Fast statistical analysis of web data via sparse learning
- Dr. Francis Bach, SIERRA project-team, Inria Paris Rocquencourt
- Prof. Laurent El Ghaoui, University of California Berkeley
STATWEB aims to provide web-based tools for the analysis and visualization of large corpora of text documents, with a focus on databases of news articles. The team uses advanced algorithms, drawing from recent progresses in machine learning and statistics, to allow a user to quickly produce a short summary and associate timeline showing how a certain topic is described in news media.
- Theoretical analysis of sparse PCA: The team has shown that methods based on convex relaxations could reach the desired detection threshold, improving over the best known polynomial-time result.

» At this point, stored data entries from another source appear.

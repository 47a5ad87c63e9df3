//! Per-turn policies.
//!
//! Each [`Middleware`] looks at a read-only [`ConversationContext`] before
//! and after every turn. [`MiddlewarePipeline`] evaluates them in
//! registration order:
//! - the first `Stop` or `Compact` wins and ends evaluation
//! - `InjectMessage` results are joined with blank lines into one result
//! - `InjectMessage` after a turn is rejected as an error

use tiller_config::AppConfig;
use tiller_core::agent::{AgentMode, AgentStats};
use tiller_core::error::{Error, Result};
use tiller_core::message::Message;
use tracing::debug;

#[derive(Debug, Clone, Copy, PartialEq, Eq)]
pub enum MiddlewareAction {
    Continue,
    Stop,
    Compact,
    InjectMessage,
}

#[derive(Debug, Clone, PartialEq)]
pub struct MiddlewareResult {
    pub action: MiddlewareAction,
    pub message: Option<String>,
    pub reason: Option<String>,
    pub metadata: serde_json::Map<String, serde_json::Value>,
}

impl Default for MiddlewareResult {
    fn default() -> Self {
        Self {
            action: MiddlewareAction::Continue,
            message: None,
            reason: None,
            metadata: serde_json::Map::new(),
        }
    }
}

impl MiddlewareResult {
    pub fn stop(reason: impl Into<String>) -> Self {
        Self {
            action: MiddlewareAction::Stop,
            reason: Some(reason.into()),
            ..Self::default()
        }
    }

    pub fn compact(metadata: serde_json::Map<String, serde_json::Value>) -> Self {
        Self {
            action: MiddlewareAction::Compact,
            metadata,
            ..Self::default()
        }
    }

    pub fn inject(message: impl Into<String>) -> Self {
        Self {
            action: MiddlewareAction::InjectMessage,
            message: Some(message.into()),
            ..Self::default()
        }
    }
}

#[derive(Debug, Clone, Copy, PartialEq, Eq)]
pub enum ResetReason {
    Stop,
    Compact,
}

/// What a middleware gets to see.
pub struct ConversationContext<'a> {
    pub messages: &'a [Message],
    pub stats: &'a AgentStats,
    pub config: &'a AppConfig,
    pub mode: AgentMode,
}

pub trait Middleware: Send + Sync {
    fn name(&self) -> &str;

    fn before_turn(&mut self, context: &ConversationContext<'_>) -> MiddlewareResult;

    fn after_turn(&mut self, _context: &ConversationContext<'_>) -> MiddlewareResult {
        MiddlewareResult::default()
    }

    /// Clear once-only state.
    fn reset(&mut self, _reason: ResetReason) {}
}

#[derive(Clone, Copy)]
enum Phase {
    BeforeTurn,
    AfterTurn,
}

#[derive(Default)]
pub struct MiddlewarePipeline {
    middlewares: Vec<Box<dyn Middleware>>,
}

impl MiddlewarePipeline {
    pub fn new() -> Self {
        Self::default()
    }

    /// The built-in policies enabled by `config`, in evaluation order.
    pub fn from_config(config: &AppConfig) -> Self {
        let mut pipeline = Self::new();
        if let Some(turns) = config.max_turns {
            pipeline.add(TurnLimit::new(turns));
        }
        if let Some(price) = config.max_price {
            pipeline.add(PriceLimit::new(price));
        }
        if config.auto_compact_threshold > 0 {
            pipeline.add(AutoCompact::new(config.auto_compact_threshold));
            if config.context_warnings {
                pipeline.add(ContextWarning::new(0.5, config.auto_compact_threshold));
            }
        }
        pipeline.add(PlanModeReminder::default());
        pipeline
    }

    pub fn add(&mut self, middleware: impl Middleware + 'static) {
        self.middlewares.push(Box::new(middleware));
    }

    pub fn len(&self) -> usize {
        self.middlewares.len()
    }

    pub fn is_empty(&self) -> bool {
        self.middlewares.is_empty()
    }

    pub fn names(&self) -> Vec<&str> {
        self.middlewares.iter().map(|m| m.name()).collect()
    }

    fn evaluate(&mut self, phase: Phase, context: &ConversationContext<'_>) -> MiddlewareResult {
        let mut injected = Vec::new();

        for middleware in &mut self.middlewares {
            let result = match phase {
                Phase::BeforeTurn => middleware.before_turn(context),
                Phase::AfterTurn => middleware.after_turn(context),
            };
            match result.action {
                MiddlewareAction::Stop | MiddlewareAction::Compact => {
                    debug!(middleware = middleware.name(), action = ?result.action, "Middleware ended evaluation");
                    return result;
                }
                MiddlewareAction::InjectMessage => {
                    if let Some(message) = result.message {
                        injected.push(message);
                    }
                }
                MiddlewareAction::Continue => {}
            }
        }

        if injected.is_empty() {
            MiddlewareResult::default()
        } else {
            MiddlewareResult::inject(injected.join("\n\n"))
        }
    }

    pub fn run_before_turn(&mut self, context: &ConversationContext<'_>) -> MiddlewareResult {
        self.evaluate(Phase::BeforeTurn, context)
    }

    pub fn run_after_turn(&mut self, context: &ConversationContext<'_>) -> Result<MiddlewareResult> {
        let result = self.evaluate(Phase::AfterTurn, context);
        if result.action == MiddlewareAction::InjectMessage {
            return Err(Error::Middleware(
                "InjectMessage is not allowed in after_turn: the turn has already closed".into(),
            ));
        }
        Ok(result)
    }

    pub fn reset(&mut self, reason: ResetReason) {
        for middleware in &mut self.middlewares {
            middleware.reset(reason);
        }
    }
}

/// Stops once `max_turns` backend calls have been made.
pub struct TurnLimit {
    max_turns: u32,
}

impl TurnLimit {
    pub fn new(max_turns: u32) -> Self {
        Self { max_turns }
    }
}

impl Middleware for TurnLimit {
    fn name(&self) -> &str {
        "turn_limit"
    }

    fn before_turn(&mut self, context: &ConversationContext<'_>) -> MiddlewareResult {
        if context.stats.turns >= self.max_turns {
            MiddlewareResult::stop(format!("Turn limit of {} reached", self.max_turns))
        } else {
            MiddlewareResult::default()
        }
    }
}

/// Stops once the session has cost more than `max_price` dollars.
pub struct PriceLimit {
    max_price: f64,
}

impl PriceLimit {
    pub fn new(max_price: f64) -> Self {
        Self { max_price }
    }
}

impl Middleware for PriceLimit {
    fn name(&self) -> &str {
        "price_limit"
    }

    fn before_turn(&mut self, context: &ConversationContext<'_>) -> MiddlewareResult {
        let cost = context.stats.session_cost();
        if cost > self.max_price {
            MiddlewareResult::stop(format!(
                "Price limit exceeded: ${cost:.4} > ${:.2}",
                self.max_price
            ))
        } else {
            MiddlewareResult::default()
        }
    }
}

/// Requests compaction when the context reaches `threshold` tokens.
pub struct AutoCompact {
    threshold: u32,
}

impl AutoCompact {
    pub fn new(threshold: u32) -> Self {
        Self { threshold }
    }
}

impl Middleware for AutoCompact {
    fn name(&self) -> &str {
        "auto_compact"
    }

    fn before_turn(&mut self, context: &ConversationContext<'_>) -> MiddlewareResult {
        if context.stats.context_tokens < self.threshold {
            return MiddlewareResult::default();
        }
        let mut metadata = serde_json::Map::new();
        metadata.insert("old_tokens".into(), context.stats.context_tokens.into());
        metadata.insert("threshold".into(), self.threshold.into());
        MiddlewareResult::compact(metadata)
    }
}

/// Warns the model once when the context passes a fraction of the threshold.
pub struct ContextWarning {
    fraction: f64,
    threshold: u32,
    warned: bool,
}

impl ContextWarning {
    pub fn new(fraction: f64, threshold: u32) -> Self {
        Self {
            fraction,
            threshold,
            warned: false,
        }
    }
}

impl Middleware for ContextWarning {
    fn name(&self) -> &str {
        "context_warning"
    }

    fn before_turn(&mut self, context: &ConversationContext<'_>) -> MiddlewareResult {
        if self.warned {
            return MiddlewareResult::default();
        }
        let used = context.stats.context_tokens;
        if f64::from(used) < f64::from(self.threshold) * self.fraction {
            return MiddlewareResult::default();
        }
        self.warned = true;
        let percent = f64::from(used) / f64::from(self.threshold) * 100.0;
        MiddlewareResult::inject(format!(
            "<context_warning>{percent:.0}% of the context budget is used ({used}/{} tokens). \
             Be concise and avoid reading large files unless needed.</context_warning>",
            self.threshold
        ))
    }

    fn reset(&mut self, _reason: ResetReason) {
        self.warned = false;
    }
}

pub const PLAN_MODE_REMINDER: &str = "<plan_mode>Plan mode is active. Only read-only tools \
    may run; every edit, write, or command with side effects is blocked. Investigate, then \
    present a plan and wait for the user to switch modes.</plan_mode>";

/// Reminds the model once each time plan mode is entered.
#[derive(Default)]
pub struct PlanModeReminder {
    reminded: bool,
}

impl Middleware for PlanModeReminder {
    fn name(&self) -> &str {
        "plan_mode"
    }

    fn before_turn(&mut self, context: &ConversationContext<'_>) -> MiddlewareResult {
        if context.mode != AgentMode::Plan {
            self.reminded = false;
            return MiddlewareResult::default();
        }
        if self.reminded {
            return MiddlewareResult::default();
        }
        self.reminded = true;
        MiddlewareResult::inject(PLAN_MODE_REMINDER)
    }

    fn reset(&mut self, _reason: ResetReason) {
        self.reminded = false;
    }
}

- Parallel graph cuts for computer vision: While general submodular minimization is challenging, the team has proposed a new approach that exploits existing decomposability of submodular functions. In contrast to previous approaches, the method is neither approximate, nor impractical, nor does it need any cumbersome parameter tuning. Moreover, it is easy to implement and parallelize.
- Natural language processing with weakly supervised learning: the team has designed a new algorithm to extract relations from text using distant supervision.
Publications and Awards:
- 2 Journal articles.
- 2 Conference papers.
A. d’Aspremont, F. Bach, L. El Ghaoui. Approximation Bounds for Sparse Principal Component Analysis. Mathematical Programming, 2013.
The collaboration has continued in several forms among which the Inria@SiliconValley postdoctoral grant of Edouard Grave who has been studying “semi-supervised models for event extraction from textual data”. The associate team has allowed building a collaboration and a mutual respect between Inria and UC Berkeley teams, which is lasting.